WHAT THE TASK REQUIRES: Pull out every line below that contains the word "Regex".

PROVIDED RECORDS:

####

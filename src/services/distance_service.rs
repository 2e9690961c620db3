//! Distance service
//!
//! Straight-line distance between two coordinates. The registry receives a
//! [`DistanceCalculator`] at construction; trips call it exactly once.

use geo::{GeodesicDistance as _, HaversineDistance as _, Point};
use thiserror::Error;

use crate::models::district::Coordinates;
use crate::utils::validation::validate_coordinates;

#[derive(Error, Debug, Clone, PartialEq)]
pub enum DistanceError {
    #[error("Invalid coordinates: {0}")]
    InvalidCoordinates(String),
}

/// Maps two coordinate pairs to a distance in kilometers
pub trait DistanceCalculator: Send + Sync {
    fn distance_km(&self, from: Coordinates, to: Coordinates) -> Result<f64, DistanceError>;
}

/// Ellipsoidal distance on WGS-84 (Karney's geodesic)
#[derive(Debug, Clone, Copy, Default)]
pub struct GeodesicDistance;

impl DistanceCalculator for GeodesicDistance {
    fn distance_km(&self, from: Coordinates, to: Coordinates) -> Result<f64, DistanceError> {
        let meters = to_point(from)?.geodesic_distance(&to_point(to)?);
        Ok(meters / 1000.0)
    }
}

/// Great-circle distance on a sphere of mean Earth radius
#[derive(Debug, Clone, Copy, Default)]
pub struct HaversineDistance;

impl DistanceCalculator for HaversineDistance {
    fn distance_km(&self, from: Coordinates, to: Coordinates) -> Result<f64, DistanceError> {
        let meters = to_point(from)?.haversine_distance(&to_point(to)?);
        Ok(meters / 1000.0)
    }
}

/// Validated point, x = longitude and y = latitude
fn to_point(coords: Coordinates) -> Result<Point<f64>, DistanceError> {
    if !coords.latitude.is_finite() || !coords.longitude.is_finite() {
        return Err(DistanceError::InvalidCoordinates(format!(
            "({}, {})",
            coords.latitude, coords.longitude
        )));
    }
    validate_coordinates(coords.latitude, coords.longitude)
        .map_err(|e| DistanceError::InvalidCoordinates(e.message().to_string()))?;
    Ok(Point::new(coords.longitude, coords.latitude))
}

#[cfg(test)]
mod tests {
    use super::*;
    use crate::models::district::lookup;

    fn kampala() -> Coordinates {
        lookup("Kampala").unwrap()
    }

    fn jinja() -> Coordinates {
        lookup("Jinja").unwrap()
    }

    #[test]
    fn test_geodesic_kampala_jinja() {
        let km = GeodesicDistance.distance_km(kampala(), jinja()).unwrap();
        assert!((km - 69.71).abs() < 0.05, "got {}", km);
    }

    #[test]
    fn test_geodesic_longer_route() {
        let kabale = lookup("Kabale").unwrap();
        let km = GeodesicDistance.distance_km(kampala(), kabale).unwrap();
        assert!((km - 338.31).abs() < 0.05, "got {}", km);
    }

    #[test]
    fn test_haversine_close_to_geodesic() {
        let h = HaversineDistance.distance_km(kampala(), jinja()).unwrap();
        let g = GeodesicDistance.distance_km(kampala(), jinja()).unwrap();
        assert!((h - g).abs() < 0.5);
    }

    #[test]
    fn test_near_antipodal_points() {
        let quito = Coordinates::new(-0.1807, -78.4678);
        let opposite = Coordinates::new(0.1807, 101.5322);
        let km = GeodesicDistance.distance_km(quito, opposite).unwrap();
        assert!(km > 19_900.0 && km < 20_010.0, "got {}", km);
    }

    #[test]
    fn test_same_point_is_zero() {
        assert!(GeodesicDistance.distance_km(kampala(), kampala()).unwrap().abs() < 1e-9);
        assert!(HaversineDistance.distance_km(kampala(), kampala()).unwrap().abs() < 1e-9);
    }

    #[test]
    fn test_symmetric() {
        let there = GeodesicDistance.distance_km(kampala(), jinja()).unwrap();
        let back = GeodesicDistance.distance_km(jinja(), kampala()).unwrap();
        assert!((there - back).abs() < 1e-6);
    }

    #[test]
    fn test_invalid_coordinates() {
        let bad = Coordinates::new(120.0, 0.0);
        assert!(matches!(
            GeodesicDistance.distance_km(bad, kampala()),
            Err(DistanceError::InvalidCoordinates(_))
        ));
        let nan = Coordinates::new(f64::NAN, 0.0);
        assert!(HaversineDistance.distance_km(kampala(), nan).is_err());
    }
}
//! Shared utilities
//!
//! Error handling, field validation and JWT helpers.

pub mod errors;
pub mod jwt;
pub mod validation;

####

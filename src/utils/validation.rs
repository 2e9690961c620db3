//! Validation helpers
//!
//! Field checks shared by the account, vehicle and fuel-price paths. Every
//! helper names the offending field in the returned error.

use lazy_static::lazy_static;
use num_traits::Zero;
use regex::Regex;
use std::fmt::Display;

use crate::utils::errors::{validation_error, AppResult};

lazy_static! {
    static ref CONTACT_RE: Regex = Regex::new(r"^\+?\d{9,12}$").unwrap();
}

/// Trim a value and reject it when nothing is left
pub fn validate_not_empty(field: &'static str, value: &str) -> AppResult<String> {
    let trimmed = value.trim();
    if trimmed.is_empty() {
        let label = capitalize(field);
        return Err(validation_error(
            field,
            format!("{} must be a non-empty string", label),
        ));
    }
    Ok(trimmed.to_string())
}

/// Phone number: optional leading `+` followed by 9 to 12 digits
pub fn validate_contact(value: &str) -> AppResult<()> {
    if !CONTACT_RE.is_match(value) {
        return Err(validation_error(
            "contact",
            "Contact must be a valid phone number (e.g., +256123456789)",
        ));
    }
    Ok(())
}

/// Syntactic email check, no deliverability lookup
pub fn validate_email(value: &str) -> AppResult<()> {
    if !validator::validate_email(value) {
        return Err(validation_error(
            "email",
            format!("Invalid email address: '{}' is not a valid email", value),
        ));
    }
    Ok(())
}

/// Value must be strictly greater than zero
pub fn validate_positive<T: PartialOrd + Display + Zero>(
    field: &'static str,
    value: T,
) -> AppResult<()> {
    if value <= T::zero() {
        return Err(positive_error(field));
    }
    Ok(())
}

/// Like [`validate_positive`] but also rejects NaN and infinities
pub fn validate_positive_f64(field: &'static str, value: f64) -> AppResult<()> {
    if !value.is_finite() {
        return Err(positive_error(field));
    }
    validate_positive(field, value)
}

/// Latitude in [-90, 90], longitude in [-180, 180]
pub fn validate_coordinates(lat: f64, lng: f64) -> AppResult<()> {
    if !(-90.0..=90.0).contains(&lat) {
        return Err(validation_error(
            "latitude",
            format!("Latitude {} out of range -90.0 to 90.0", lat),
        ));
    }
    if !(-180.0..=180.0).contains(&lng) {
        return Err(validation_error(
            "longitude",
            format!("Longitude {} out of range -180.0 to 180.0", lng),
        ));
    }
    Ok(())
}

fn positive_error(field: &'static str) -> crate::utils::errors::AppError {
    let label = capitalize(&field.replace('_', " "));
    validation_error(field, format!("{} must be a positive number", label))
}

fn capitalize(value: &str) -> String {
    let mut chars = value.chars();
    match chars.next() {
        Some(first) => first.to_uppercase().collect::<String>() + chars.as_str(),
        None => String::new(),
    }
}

####

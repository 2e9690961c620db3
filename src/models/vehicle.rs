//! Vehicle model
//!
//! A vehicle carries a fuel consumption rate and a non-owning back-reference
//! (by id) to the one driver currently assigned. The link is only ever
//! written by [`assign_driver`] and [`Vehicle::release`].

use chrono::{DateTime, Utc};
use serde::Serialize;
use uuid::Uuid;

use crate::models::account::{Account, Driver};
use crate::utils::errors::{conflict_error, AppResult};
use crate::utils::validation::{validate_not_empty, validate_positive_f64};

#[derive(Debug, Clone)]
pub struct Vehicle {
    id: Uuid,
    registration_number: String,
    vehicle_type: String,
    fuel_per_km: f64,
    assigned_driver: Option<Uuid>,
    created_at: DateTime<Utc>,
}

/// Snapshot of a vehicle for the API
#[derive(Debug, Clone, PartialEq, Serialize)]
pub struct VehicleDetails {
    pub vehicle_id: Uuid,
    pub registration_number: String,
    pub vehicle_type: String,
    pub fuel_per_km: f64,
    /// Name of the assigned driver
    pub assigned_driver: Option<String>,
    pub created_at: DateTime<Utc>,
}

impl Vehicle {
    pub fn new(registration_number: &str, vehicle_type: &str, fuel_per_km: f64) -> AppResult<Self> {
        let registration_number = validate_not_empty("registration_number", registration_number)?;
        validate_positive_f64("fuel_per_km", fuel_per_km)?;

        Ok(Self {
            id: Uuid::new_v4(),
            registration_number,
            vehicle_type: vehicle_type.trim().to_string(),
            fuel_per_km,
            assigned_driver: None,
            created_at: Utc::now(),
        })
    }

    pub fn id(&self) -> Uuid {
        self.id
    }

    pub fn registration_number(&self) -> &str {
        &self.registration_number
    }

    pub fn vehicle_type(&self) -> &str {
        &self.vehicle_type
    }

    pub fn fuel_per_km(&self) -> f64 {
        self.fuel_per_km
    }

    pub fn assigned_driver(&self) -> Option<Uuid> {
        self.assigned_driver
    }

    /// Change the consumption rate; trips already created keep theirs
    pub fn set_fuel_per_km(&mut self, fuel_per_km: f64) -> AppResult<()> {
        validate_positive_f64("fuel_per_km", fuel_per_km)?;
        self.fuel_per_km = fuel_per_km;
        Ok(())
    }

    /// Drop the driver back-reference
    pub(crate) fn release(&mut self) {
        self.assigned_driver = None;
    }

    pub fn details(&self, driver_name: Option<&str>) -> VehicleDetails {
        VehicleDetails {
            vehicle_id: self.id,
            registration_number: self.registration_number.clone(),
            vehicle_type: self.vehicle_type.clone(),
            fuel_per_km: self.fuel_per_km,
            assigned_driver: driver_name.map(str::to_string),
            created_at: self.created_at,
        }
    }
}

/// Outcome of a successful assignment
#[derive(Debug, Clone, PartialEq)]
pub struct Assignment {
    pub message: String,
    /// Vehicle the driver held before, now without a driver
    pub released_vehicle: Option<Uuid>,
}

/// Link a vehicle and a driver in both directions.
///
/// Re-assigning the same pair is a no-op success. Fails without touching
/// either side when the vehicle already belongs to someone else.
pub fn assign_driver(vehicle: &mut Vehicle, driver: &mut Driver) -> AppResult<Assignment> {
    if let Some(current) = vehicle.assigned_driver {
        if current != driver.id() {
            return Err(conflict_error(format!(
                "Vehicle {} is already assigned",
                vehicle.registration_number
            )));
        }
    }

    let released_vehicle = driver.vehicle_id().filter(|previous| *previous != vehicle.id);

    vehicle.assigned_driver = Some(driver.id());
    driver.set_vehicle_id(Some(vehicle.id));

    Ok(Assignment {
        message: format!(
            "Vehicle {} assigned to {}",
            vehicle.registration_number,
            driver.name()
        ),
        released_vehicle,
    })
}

####

PROBLEM SOLUTION:
use regex::Regex;
    static ref CONTACT_RE: Regex = Regex::new(r"^\+?\d{9,12}$").unwrap();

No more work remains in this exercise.